Car la vie à deux, et plus encore à quatre, n’est pas une mince affaire, et Marie et Simon ne cessent de se heurter sur le terrain qui provoque, dit-on, la mort des couples : le quotidien, et sa myriade de petites mines sournoises toujours prêtes à exploser. « Ne faites surtout pas d’enfants, si vous souhaitez conserver un couple heureux et pacifié ! Ou, peut-être, prenez le risque d’un, mais un seul, et pas au-delà ! » semble être le message subliminal de ce nouvel opus. Car les choses ne sont que pires, terrifiantes, apocalyptiques, jusqu’à générer l’éclatement d’un autre couple, du fait que celui-ci a eu la haute étourderie de porter son propre chiffre familial à six : brèves apparitions repoussoirs de la sœur de Simon, Esther (on prend plaisir à retrouver le beau visage de Sabrina Seyvecou, découverte en 2015 dans « La Fille et le Fleuve », d’Aurélia Georges), et de son époux, Jérôme (Sofian Khammes), entourés d’une tornade de quatre enfants qui aura vite raison de leur endurance.

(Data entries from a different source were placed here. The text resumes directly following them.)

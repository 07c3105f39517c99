//! Cart line items.

use rust_decimal::Decimal;
use serde::{Deserialize, Serialize};

use super::catalog::Product;
use super::id::{LineItemId, ProductId};
use super::owner::OwnerId;

/// One product + variant + quantity entry in a shopper's cart.
///
/// `GET /api/cart/{owner}` returns these with the product embedded so a
/// cart can be rendered without a second catalog lookup.
#[derive(Debug, Clone, PartialEq, Serialize, Deserialize)]
#[serde(rename_all = "camelCase")]
pub struct LineItem {
    pub id: LineItemId,
    #[serde(rename = "userId")]
    pub owner_id: OwnerId,
    pub product_id: ProductId,
    /// Always at least 1.
    pub quantity: u32,
    #[serde(default)]
    pub size: Option<String>,
    #[serde(default)]
    pub color: Option<String>,
    pub product: Product,
}

impl LineItem {
    /// Quantity times the product's effective price.
    #[must_use]
    pub fn line_total(&self) -> Decimal {
        self.product.effective_price() * Decimal::from(self.quantity)
    }

    /// Human-readable variant label, e.g. "Navy / M".
    #[must_use]
    pub fn variant_label(&self) -> Option<String> {
        match (self.color.as_deref(), self.size.as_deref()) {
            (Some(color), Some(size)) => Some(format!("{color} / {size}")),
            (Some(one), None) | (None, Some(one)) => Some(one.to_string()),
            (None, None) => None,
        }
    }
}

/// Body of `POST /api/cart`.
#[derive(Debug, Clone, PartialEq, Eq, Serialize, Deserialize)]
#[serde(rename_all = "camelCase")]
pub struct NewLineItem {
    #[serde(rename = "userId")]
    pub owner_id: OwnerId,
    pub product_id: ProductId,
    pub quantity: u32,
    #[serde(default, skip_serializing_if = "Option::is_none")]
    pub size: Option<String>,
    #[serde(default, skip_serializing_if = "Option::is_none")]
    pub color: Option<String>,
}

impl NewLineItem {
    /// A single unit of a product with no variant selected.
    #[must_use]
    pub const fn single(owner_id: OwnerId, product_id: ProductId) -> Self {
        Self {
            owner_id,
            product_id,
            quantity: 1,
            size: None,
            color: None,
        }
    }
}

/// Body of `PATCH /api/cart/{id}`.
#[derive(Debug, Clone, Copy, PartialEq, Eq, Serialize, Deserialize)]
pub struct QuantityUpdate {
    pub quantity: u32,
}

D’où, inspirée par le modèle d’un « co-parent » (la notion se trouve définie précisément dans le film…), l’idée de la rédaction d’une charte, la « Charte Universelle des Droits du Couple », qui aura du moins le mérite de rassurer tous ceux qui, parmi les spectateurs, vivent en ayant déjà mis spontanément en application ses clauses, et qui proposera peut-être des pistes salvatrices pour d’autres…
En accord avec cette démarche de radiographie d’un couple, le corps, dans tous ses états, est lui-même passablement mis à nu, et cela dès la séquence d’ouverture, qui aborde la question de la nudité (ou semi…) face aux enfants. Par la suite, les corps s’épilent, urinent, défèquent, vomissent, dans une volonté assumée de levée de la pudeur.
Le ton globalement comique, le rythme impulsé, et soutenu ponctuellement par des musiques très dynamisantes, portent parfois le réalisateur à forcer un peu le trait, que ce soit dans le débit frénétique de Camille Chamoux, quelques airs hallucinés de Damien Bonnard, ou certains personnages secondaires, tels le supérieur de Marie (on s’amuse à retrouver Laurent Poitrenaux en pleine réussite sociale, savourant ses plaisirs de chef avec une certaine désinvolture, lui que nous avions quitté en pleines rupture sociale et crise existentielle dans « Le Ciel étoilé au-dessus de ma tête » !) ou sa collègue de travail (Jeanne Balibar, en croqueuse d’hommes surjouant l’épanouissement absolu). Ariane Ascaride, elle, en mère juive embourgeoisée et revendiquant l’émancipation qu’elle a su inscrire dans son existence, est rarement apparue aussi convaincante et criante de naturel.
Toutefois, on ne peut s’empêcher de songer que Klipper n’est jamais si bon que lorsqu’il capte l’extraordinaire humanité des supposés fous, plutôt que lorsqu’il cherche à faire apparaître une part de folie chez les gens normaux. Et l’on souhaite sans ambages qu’il soit promptement ramené, caméra au poing et toutes sirènes hurlantes, vers ses chers résidents de l’Hôpital Sainte-Anne ou de tout autre institut dispensant des soins psychiatriques.